::: TASK INPUT :::
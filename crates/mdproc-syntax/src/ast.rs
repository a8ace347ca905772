//! # Syntax Tree
//!
//! The tree the parser builds and the renderer consumes. Nodes form a closed
//! set expressed as the [`Node`] enum, so every consumer matches exhaustively
//! and a new node kind is a compile error until each one handles it.
//!
//! Every node owns its children. There are no parent links: the renderer only
//! walks downwards. Nodes are built append-only during parsing and never
//! change afterwards.

use std::fmt;

/// Root of the tree.
#[derive(Debug, Clone, PartialEq, Eq, Default)]
pub struct Document {
    /// Path or URI the source came from, for diagnostics only
    pub source: Option<String>,
    /// Top-level blocks in source order
    pub children: Vec<Node>,
}

impl Document {
    pub fn new(source: Option<String>) -> Self {
        Self {
            source,
            children: Vec::new(),
        }
    }

    /// Build a document out of the given blocks.
    pub fn with_children(children: Vec<Node>) -> Self {
        Self {
            source: None,
            children,
        }
    }

    pub fn push(&mut self, node: Node) {
        self.children.push(node);
    }

    pub fn is_empty(&self) -> bool {
        self.children.is_empty()
    }
}

/// Strength of an emphasis span, derived from its opening delimiter.
#[derive(Debug, Clone, Copy, PartialEq, Eq, Hash)]
pub enum EmphasisKind {
    Italic,
    Bold,
    BoldItalic,
}

impl EmphasisKind {
    /// Classify an opening delimiter: one character is italic, two bold,
    /// three bold italic. `*` and `_` may be mixed.
    pub fn from_delimiter(delimiter: &str) -> Self {
        match delimiter.chars().count() {
            0 | 1 => EmphasisKind::Italic,
            2 => EmphasisKind::Bold,
            _ => EmphasisKind::BoldItalic,
        }
    }
}

/// Every node kind below the document root.
#[derive(Debug, Clone, PartialEq, Eq)]
pub enum Node {
    /// `level` is the number of `#` characters, at least one.
    Heading { level: usize, children: Vec<Node> },
    Paragraph { children: Vec<Node> },
    /// `marker` is the exact `>` run that opened the quote. Its length is
    /// the nesting depth.
    BlockQuote { marker: String, children: Vec<Node> },
    Text(String),
    Break,
    /// Raw HTML passed through verbatim, inline or as a whole line.
    Html(String),
    Emphasis {
        kind: EmphasisKind,
        delimiter: String,
        children: Vec<Node>,
    },
}

impl Node {
    pub fn text(value: impl Into<String>) -> Self {
        Node::Text(value.into())
    }

    pub fn heading(level: usize, children: Vec<Node>) -> Self {
        debug_assert!(level >= 1, "heading level starts at 1");
        Node::Heading { level, children }
    }

    pub fn paragraph(children: Vec<Node>) -> Self {
        Node::Paragraph { children }
    }

    pub fn block_quote(marker: impl Into<String>, children: Vec<Node>) -> Self {
        Node::BlockQuote {
            marker: marker.into(),
            children,
        }
    }

    /// Emphasis whose kind follows from `delimiter`.
    pub fn emphasis(delimiter: impl Into<String>, children: Vec<Node>) -> Self {
        let delimiter = delimiter.into();
        Node::Emphasis {
            kind: EmphasisKind::from_delimiter(&delimiter),
            delimiter,
            children,
        }
    }

    pub fn kind(&self) -> NodeKind {
        match self {
            Node::Heading { .. } => NodeKind::Heading,
            Node::Paragraph { .. } => NodeKind::Paragraph,
            Node::BlockQuote { .. } => NodeKind::BlockQuote,
            Node::Text(_) => NodeKind::Text,
            Node::Break => NodeKind::Break,
            Node::Html(_) => NodeKind::Html,
            Node::Emphasis { .. } => NodeKind::Emphasis,
        }
    }

    /// Child nodes in order; empty for leaves.
    pub fn children(&self) -> &[Node] {
        match self {
            Node::Heading { children, .. }
            | Node::Paragraph { children }
            | Node::BlockQuote { children, .. }
            | Node::Emphasis { children, .. } => children.as_slice(),
            Node::Text(_) | Node::Break | Node::Html(_) => &[],
        }
    }

    /// Scalar payload: literal text, raw HTML, or the marker/delimiter.
    pub fn value(&self) -> Option<&str> {
        match self {
            Node::Text(value) | Node::Html(value) => Some(value.as_str()),
            Node::BlockQuote { marker, .. } => Some(marker.as_str()),
            Node::Emphasis { delimiter, .. } => Some(delimiter.as_str()),
            Node::Heading { .. } | Node::Paragraph { .. } | Node::Break => None,
        }
    }

    pub fn is_leaf(&self) -> bool {
        self.children().is_empty()
    }
}

/// Tag naming a node kind, used where the node itself is not at hand.
#[derive(Debug, Clone, Copy, PartialEq, Eq, Hash)]
pub enum NodeKind {
    Document,
    Heading,
    Paragraph,
    BlockQuote,
    Text,
    Break,
    Html,
    Emphasis,
}

impl fmt::Display for NodeKind {
    fn fmt(&self, f: &mut fmt::Formatter<'_>) -> fmt::Result {
        let name = match self {
            NodeKind::Document => "document",
            NodeKind::Heading => "heading",
            NodeKind::Paragraph => "paragraph",
            NodeKind::BlockQuote => "block quote",
            NodeKind::Text => "text",
            NodeKind::Break => "break",
            NodeKind::Html => "html",
            NodeKind::Emphasis => "emphasis",
        };
        f.write_str(name)
    }
}

#[cfg(test)]
mod tests {
    use super::*;
    use pretty_assertions::assert_eq;
    use rstest::rstest;

    #[rstest]
    #[case("*", EmphasisKind::Italic)]
    #[case("_", EmphasisKind::Italic)]
    #[case("**", EmphasisKind::Bold)]
    #[case("__", EmphasisKind::Bold)]
    #[case("*_", EmphasisKind::Bold)]
    #[case("_*", EmphasisKind::Bold)]
    #[case("***", EmphasisKind::BoldItalic)]
    #[case("_**", EmphasisKind::BoldItalic)]
    fn emphasis_kind_from_delimiter(#[case] delimiter: &str, #[case] expected: EmphasisKind) {
        assert_eq!(EmphasisKind::from_delimiter(delimiter), expected);
    }

    #[test]
    fn children_and_values() {
        let quote = Node::block_quote(
            ">>",
            vec![Node::paragraph(vec![Node::text("a"), Node::Break])],
        );
        assert_eq!(quote.kind(), NodeKind::BlockQuote);
        assert_eq!(quote.value(), Some(">>"));
        assert_eq!(quote.children().len(), 1);

        let paragraph = &quote.children()[0];
        assert_eq!(paragraph.value(), None);
        assert!(paragraph.children()[1].is_leaf());
        assert_eq!(paragraph.children()[0].value(), Some("a"));
    }

    #[test]
    fn emphasis_constructor_derives_kind() {
        let node = Node::emphasis("**", vec![Node::text("bold")]);
        assert_eq!(
            node,
            Node::Emphasis {
                kind: EmphasisKind::Bold,
                delimiter: "**".to_string(),
                children: vec![Node::Text("bold".to_string())],
            }
        );
    }

    #[test]
    fn empty_document() {
        let doc = Document::default();
        assert!(doc.is_empty());
        assert_eq!(doc, Document::new(None));
    }
}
:::
> [WORK TO BE COMPLETED]
Whenever the string "source" shows up in a line of the records, copy that line.

> [RESPONSE BELOW]
    /// Path or URI the source came from, for diagnostics only
    pub source: Option<String>,
    /// Top-level blocks in source order
    pub fn new(source: Option<String>) -> Self {
            source,
            source: None,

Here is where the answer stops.